Court Opinion

ID: 5166299
Source: CourtListenerOpinion
Date Created: 2022-01-02 03:38:10.586806+00
Date Added: 2024-06-11T08:23:45.772199
License: Public Domain

TAYLOR, Chief Justice,
dissenting, with whom THOMAS, Justice, joins.
It was statutorily unauthorized administrative mischief, rather than written notice from Newton Drilling, which motivated the Wyoming Workers’ Compensation Division’s (the Division) unilateral decision to cancel David Newton’s coverage as a corporate officer. Therefore, I respectfully dissent.
Administrative actions beyond the scope of statutory authority are contrary to law and cannot stand. Tri County Telephone Ass’n, Inc. v. Wyoming Public Service Com’n, 910 P.2d 1359, 1361 (Wyo.1996). Just as the courts may not alter or amend worker’s compensation legislation, neither may the agency charged with administration of that legislation toy with the law. In re Sikora, 57 Wyo. 57, 74, 112 P.2d 557, 562-63 (1941).
Newton Drilling requested corporate officer coverage for David Newton in January of 1982, and faithfully submitted monthly premiums for the next eleven years. Newton Drilling never decided to cancel that coverage nor undertook written notice to the Division of such a decision.
Rather, in 1993, the Division “implement[ed] new regulations for firms who have * * * corporate officer coverage” superimposing an extra-statutorial burden upon employers who had long before requested and received coverage. By administrative fiat, the mandate to Newton Drilling and similarly situated employers was clear: submit a new request for the coverage, in a prolix form of the Division’s invention, or else face the arbitrary cancellation of coverage. The legislature, however, had directed no change in the means of bringing a corporate officer within coverage of the Wyoming Workers’ Compensation Act or canceling such coverage:
“[An] employer elects to come under the provisions of this act by notifying the division by registered mail at least thirty (30) days prior to the effective date of the coverage. Coverage remains effective until withdrawn by written notice to the division.”

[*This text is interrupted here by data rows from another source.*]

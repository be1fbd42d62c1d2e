// SPDX-FileCopyrightText: 2026 Wuzzy Contributors
// SPDX-License-Identifier: MIT OR Apache-2.0

//! Post-deserialization validation for configuration values.

use crate::diagnostic::ConfigError;
use crate::model::{StorageBackend, WuzzyConfig};

const LOG_LEVELS: &[&str] = &["trace", "debug", "info", "warn", "error"];

/// Validate a deserialized configuration.
///
/// Collects every failure instead of stopping at the first.
pub fn validate_config(config: &WuzzyConfig) -> Result<(), Vec<ConfigError>> {
    let mut errors = Vec::new();
    let mut fail = |message: String| errors.push(ConfigError::Validation { message });

    if let Some(raw) = config.analytics.api_url.as_deref() {
        match url::Url::parse(raw.trim()) {
            Ok(url) if matches!(url.scheme(), "http" | "https") => {}
            Ok(url) => fail(format!(
                "analytics.api_url must use http or https, got `{}`",
                url.scheme()
            )),
            Err(e) => fail(format!("analytics.api_url `{raw}` is not a valid URL: {e}")),
        }
    }

    let name = &config.analytics.client_name;
    if name.trim().is_empty() {
        fail("analytics.client_name must not be empty".to_string());
    } else if name.contains('@') {
        fail(format!(
            "analytics.client_name `{name}` must not contain `@` (it separates client id segments)"
        ));
    }
    if config.analytics.client_version.trim().is_empty() {
        fail("analytics.client_version must not be empty".to_string());
    }
    if config.analytics.request_timeout_secs == 0 {
        fail("analytics.request_timeout_secs must be at least 1".to_string());
    }

    let queue = &config.queue;
    if queue.batch_size == 0 {
        fail("queue.batch_size must be at least 1".to_string());
    }
    if queue.max_queue_size < queue.batch_size {
        fail(format!(
            "queue.max_queue_size ({}) must be at least queue.batch_size ({})",
            queue.max_queue_size, queue.batch_size
        ));
    }
    if queue.max_retries == 0 {
        fail("queue.max_retries must be at least 1".to_string());
    }
    if queue.base_delay_ms == 0 {
        fail("queue.base_delay_ms must be at least 1".to_string());
    }
    if queue.max_retry_delay_ms < queue.base_delay_ms {
        fail(format!(
            "queue.max_retry_delay_ms ({}) must not be below queue.base_delay_ms ({})",
            queue.max_retry_delay_ms, queue.base_delay_ms
        ));
    }

    if config.storage.backend == StorageBackend::Sqlite
        && config.storage.database_path.trim().is_empty()
    {
        fail("storage.database_path must not be empty for the sqlite backend".to_string());
    }
    if config.storage.quota_bytes == Some(0) {
        fail("storage.quota_bytes must be positive when set".to_string());
    }

    if !LOG_LEVELS.contains(&config.logging.level.to_lowercase().as_str()) {
        fail(format!(
            "logging.level `{}` must be one of {}",
            config.logging.level,
            LOG_LEVELS.join(", ")
        ));
    }

    if errors.is_empty() {
        Ok(())
    } else {
        Err(errors)
    }
}

#[cfg(test)]
mod tests {
    use super::*;

    fn has_error(errors: &[ConfigError], needle: &str) -> bool {
        errors
            .iter()
            .any(|e| matches!(e, ConfigError::Validation { message } if message.contains(needle)))
    }

    #[test]
    fn default_config_validates() {
        assert!(validate_config(&WuzzyConfig::default()).is_ok());
    }

    #[test]
    fn non_http_api_url_fails() {
        let mut config = WuzzyConfig::default();
        config.analytics.api_url = Some("ftp://analytics.example".into());
        let errors = validate_config(&config).unwrap_err();
        assert!(has_error(&errors, "http or https"));
    }

    #[test]
    fn client_name_with_separator_fails() {
        let mut config = WuzzyConfig::default();
        config.analytics.client_name = "wuzzy@site".into();
        let errors = validate_config(&config).unwrap_err();
        assert!(has_error(&errors, "client_name"));
    }

    #[test]
    fn inverted_backoff_bounds_fail() {
        let mut config = WuzzyConfig::default();
        config.queue.base_delay_ms = 5000;
        config.queue.max_retry_delay_ms = 1000;
        let errors = validate_config(&config).unwrap_err();
        assert!(has_error(&errors, "max_retry_delay_ms"));
    }

    #[test]
    fn collects_all_errors() {
        let mut config = WuzzyConfig::default();
        config.queue.batch_size = 0;
        config.queue.max_retries = 0;
        config.logging.level = "loud".into();
        let errors = validate_config(&config).unwrap_err();
        assert_eq!(errors.len(), 3);
    }
}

Hays v. State ex rel. Wyoming Workers’ Compensation Div., 768 P.2d 11, 14 (Wyo.1989) (quoting former Wyo. Stat. § 27-12-102(a)(viii)) (emphasis added).
Absent legislative directive, the Division was without authority to amend Wyo. Stat.‘ § 27-14-102(a)(vii) (Cum.Supp.1995) so as to cancel Newton Drilling’s coverage. However, the hearing officer determined that it was Newton Drilling’s failure to return the unauthorized affidavit which was the factual cause for the Division’s cancellation of corporate officer coverage.
Only after several months of confusion, precipitated by the Division’s unlawful cancellation of corporate officer coverage, did Newton Drilling give up in frustration and cease sending premiums to the Division. It is a non-sequitur to hold that cessation of premium payments constituted “written notice” to the Division, myopically viewing the effect of the Division’s cancellation of coverage as the cause thereof. However, even accepting such convoluted logic, the majori*867ty’s liberal construction of “written notice to the division,” as used in Wyo. Stat. § 27-14-102(a)(vii), remains suspect.
I cannot believe that “written notice to the division,” sufficient to cancel corporate officer coverage, contemplates anything less than a clear and plain declaration of the employer’s decision to cancel coverage. “Reasonable notice” is defined by the Wyoming Administrative Procedure Act so as to embrace “[a] short and plain statement of the matters asserted.” Wyo. Stat. § 16-3-107(b)(iv) (Cum.Supp.1996). A similar reading of “written notice,” in the context of Wyo. Stat. § 27 — 14—102(a)Cvii), strikes me as neither burdensome to the Division nor violative of clear legislative intent. To the contrary, it is the liberal construction granted in favor of the Division by the majority which amounts to precisely that sort of broad liberal construction in favor of any party which the legislature has recently declared to be an anathema. Wyo. Stat. § 27-14-101(b) (Cum. Supp.1995).
I depart from the majority in the firm belief that cancellation of pre-existing coverage, like election of such coverage ab initio, is a decision which the legislature has left to the sound discretion of the employer rather than to the caprice of the Division.